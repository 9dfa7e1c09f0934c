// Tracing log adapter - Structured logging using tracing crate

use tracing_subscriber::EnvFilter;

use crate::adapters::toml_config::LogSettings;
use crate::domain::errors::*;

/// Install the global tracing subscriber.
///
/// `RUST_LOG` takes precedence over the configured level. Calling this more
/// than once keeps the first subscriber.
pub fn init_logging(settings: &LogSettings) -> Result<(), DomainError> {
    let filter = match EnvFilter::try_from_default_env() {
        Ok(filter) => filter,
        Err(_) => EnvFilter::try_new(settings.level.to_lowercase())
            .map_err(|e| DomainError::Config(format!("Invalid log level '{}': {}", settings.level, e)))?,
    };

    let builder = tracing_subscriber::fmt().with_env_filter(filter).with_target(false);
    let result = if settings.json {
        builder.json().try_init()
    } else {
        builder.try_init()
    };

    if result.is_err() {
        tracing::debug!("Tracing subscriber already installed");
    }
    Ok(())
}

---

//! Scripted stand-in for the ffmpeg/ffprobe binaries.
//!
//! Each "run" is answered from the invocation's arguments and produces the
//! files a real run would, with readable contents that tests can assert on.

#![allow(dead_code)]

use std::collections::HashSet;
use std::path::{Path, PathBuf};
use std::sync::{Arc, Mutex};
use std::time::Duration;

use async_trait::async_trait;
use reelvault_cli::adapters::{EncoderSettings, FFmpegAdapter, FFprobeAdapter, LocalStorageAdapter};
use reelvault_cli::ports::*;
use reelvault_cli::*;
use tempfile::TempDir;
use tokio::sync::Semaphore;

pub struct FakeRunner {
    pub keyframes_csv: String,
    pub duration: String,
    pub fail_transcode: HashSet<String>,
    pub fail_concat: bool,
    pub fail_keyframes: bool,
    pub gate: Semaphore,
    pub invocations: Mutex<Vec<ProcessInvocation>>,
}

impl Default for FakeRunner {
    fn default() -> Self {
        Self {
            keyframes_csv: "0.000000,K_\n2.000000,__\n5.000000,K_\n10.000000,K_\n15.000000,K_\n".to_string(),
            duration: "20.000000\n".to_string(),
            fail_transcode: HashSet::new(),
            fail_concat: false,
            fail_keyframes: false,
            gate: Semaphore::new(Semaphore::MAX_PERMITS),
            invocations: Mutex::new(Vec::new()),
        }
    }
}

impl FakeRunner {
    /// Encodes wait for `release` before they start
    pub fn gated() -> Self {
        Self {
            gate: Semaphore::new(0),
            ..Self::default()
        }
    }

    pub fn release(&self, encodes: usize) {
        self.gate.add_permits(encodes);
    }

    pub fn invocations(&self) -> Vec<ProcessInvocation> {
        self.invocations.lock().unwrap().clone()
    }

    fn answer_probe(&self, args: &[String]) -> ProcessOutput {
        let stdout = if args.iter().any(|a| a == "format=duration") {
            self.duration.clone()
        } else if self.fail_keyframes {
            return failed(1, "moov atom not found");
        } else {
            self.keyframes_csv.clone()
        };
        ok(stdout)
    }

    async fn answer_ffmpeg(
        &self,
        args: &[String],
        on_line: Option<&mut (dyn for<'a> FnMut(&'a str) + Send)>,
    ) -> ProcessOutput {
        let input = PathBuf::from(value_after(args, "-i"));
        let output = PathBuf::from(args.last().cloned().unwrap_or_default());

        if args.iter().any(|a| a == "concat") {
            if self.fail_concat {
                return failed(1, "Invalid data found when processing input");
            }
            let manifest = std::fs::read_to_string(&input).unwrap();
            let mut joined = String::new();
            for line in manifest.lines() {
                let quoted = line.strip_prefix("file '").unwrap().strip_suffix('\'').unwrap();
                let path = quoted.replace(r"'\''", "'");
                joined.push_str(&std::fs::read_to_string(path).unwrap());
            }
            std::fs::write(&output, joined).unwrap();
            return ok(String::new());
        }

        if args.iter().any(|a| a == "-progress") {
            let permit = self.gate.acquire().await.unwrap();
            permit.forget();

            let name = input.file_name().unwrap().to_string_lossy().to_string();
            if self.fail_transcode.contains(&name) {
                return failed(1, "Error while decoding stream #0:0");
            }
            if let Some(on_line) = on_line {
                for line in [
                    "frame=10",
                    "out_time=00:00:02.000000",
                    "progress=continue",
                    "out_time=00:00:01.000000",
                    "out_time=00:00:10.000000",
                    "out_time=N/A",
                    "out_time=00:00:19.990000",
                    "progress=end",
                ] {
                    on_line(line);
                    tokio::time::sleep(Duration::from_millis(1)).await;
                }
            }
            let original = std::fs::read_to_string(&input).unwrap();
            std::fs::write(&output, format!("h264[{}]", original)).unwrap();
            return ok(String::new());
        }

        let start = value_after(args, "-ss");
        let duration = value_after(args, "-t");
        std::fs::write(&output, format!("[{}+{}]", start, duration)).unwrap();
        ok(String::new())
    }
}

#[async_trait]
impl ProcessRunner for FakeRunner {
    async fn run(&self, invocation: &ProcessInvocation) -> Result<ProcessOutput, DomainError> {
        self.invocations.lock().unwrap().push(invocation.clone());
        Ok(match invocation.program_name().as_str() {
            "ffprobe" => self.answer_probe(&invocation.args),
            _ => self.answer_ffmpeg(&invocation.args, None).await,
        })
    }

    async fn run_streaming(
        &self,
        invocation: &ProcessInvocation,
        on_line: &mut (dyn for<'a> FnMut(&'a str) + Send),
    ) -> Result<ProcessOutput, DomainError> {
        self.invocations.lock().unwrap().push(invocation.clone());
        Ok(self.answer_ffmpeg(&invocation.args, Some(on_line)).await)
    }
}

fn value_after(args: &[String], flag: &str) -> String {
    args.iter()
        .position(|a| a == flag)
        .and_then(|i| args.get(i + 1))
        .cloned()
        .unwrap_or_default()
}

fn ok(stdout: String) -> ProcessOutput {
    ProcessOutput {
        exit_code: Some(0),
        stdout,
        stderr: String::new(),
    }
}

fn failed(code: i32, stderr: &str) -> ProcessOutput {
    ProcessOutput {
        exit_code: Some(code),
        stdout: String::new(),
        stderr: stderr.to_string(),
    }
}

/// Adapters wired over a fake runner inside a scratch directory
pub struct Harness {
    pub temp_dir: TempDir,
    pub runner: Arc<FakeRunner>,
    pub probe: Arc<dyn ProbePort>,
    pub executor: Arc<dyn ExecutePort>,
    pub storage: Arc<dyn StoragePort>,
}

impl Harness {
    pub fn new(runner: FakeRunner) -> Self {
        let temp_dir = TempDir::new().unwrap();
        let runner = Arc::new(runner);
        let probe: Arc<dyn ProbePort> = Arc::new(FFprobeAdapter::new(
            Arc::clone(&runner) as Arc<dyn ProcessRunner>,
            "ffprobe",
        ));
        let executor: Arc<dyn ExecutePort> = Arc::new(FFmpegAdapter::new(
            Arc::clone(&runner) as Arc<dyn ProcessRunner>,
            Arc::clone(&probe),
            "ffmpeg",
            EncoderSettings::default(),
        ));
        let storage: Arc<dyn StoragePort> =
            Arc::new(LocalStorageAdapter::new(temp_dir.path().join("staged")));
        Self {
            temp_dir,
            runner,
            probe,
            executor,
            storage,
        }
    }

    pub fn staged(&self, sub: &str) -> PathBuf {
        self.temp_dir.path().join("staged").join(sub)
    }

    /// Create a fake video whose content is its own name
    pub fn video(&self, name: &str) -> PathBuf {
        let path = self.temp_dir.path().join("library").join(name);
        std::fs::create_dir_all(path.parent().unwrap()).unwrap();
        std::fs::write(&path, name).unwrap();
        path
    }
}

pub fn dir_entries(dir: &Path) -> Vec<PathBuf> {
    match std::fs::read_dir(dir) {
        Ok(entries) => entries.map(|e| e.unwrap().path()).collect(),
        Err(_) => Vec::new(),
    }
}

...

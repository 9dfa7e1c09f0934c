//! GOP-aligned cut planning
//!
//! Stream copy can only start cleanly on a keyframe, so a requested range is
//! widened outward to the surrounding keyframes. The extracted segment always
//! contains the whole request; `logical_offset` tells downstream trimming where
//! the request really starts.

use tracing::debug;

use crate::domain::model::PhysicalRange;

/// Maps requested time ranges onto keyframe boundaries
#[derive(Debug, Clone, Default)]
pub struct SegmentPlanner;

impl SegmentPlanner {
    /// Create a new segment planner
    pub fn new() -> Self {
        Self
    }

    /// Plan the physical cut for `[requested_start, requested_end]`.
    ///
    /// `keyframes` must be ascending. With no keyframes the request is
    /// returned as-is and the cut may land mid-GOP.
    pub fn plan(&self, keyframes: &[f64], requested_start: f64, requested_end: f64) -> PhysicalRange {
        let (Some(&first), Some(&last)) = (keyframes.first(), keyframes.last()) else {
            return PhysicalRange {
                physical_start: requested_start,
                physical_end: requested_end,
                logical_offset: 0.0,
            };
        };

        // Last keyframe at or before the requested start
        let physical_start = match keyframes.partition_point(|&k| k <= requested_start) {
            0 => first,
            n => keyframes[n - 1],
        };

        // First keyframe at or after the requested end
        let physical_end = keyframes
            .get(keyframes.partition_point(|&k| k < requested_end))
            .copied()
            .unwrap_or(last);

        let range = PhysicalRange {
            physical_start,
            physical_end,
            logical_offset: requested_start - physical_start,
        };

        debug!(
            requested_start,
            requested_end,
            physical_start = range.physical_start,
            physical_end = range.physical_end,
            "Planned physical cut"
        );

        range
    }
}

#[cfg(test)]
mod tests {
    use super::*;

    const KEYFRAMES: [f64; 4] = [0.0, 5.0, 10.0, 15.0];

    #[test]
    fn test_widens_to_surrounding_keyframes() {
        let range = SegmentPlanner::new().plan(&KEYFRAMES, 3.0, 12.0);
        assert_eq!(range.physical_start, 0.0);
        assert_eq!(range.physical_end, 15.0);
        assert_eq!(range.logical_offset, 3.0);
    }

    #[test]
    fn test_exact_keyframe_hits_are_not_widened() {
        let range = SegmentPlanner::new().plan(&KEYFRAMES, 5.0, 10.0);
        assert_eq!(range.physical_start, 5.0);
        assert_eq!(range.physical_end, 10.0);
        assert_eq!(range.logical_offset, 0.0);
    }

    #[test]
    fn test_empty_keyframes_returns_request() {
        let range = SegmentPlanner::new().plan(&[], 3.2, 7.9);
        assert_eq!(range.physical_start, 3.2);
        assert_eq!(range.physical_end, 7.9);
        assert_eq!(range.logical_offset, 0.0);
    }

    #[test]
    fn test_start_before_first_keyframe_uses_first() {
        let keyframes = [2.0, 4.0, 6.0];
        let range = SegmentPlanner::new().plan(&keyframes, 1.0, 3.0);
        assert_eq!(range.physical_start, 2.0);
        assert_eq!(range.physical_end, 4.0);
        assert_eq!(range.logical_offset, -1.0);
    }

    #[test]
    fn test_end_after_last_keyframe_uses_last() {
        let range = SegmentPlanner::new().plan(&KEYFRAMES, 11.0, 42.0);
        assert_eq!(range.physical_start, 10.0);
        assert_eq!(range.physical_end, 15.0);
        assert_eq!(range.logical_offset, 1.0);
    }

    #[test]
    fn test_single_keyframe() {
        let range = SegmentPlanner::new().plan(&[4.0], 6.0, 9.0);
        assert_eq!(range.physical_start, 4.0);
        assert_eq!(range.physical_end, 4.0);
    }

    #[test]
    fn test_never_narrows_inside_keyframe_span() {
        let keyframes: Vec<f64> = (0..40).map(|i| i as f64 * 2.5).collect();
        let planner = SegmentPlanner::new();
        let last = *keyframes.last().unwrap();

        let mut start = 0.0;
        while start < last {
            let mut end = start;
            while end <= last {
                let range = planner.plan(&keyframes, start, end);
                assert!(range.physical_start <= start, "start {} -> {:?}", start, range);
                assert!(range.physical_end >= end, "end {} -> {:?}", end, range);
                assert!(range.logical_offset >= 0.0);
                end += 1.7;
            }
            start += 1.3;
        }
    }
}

Work item. Could you please report how many lines of the listing above hold the word "manifest"? Only the number is needed.

Written solution. 2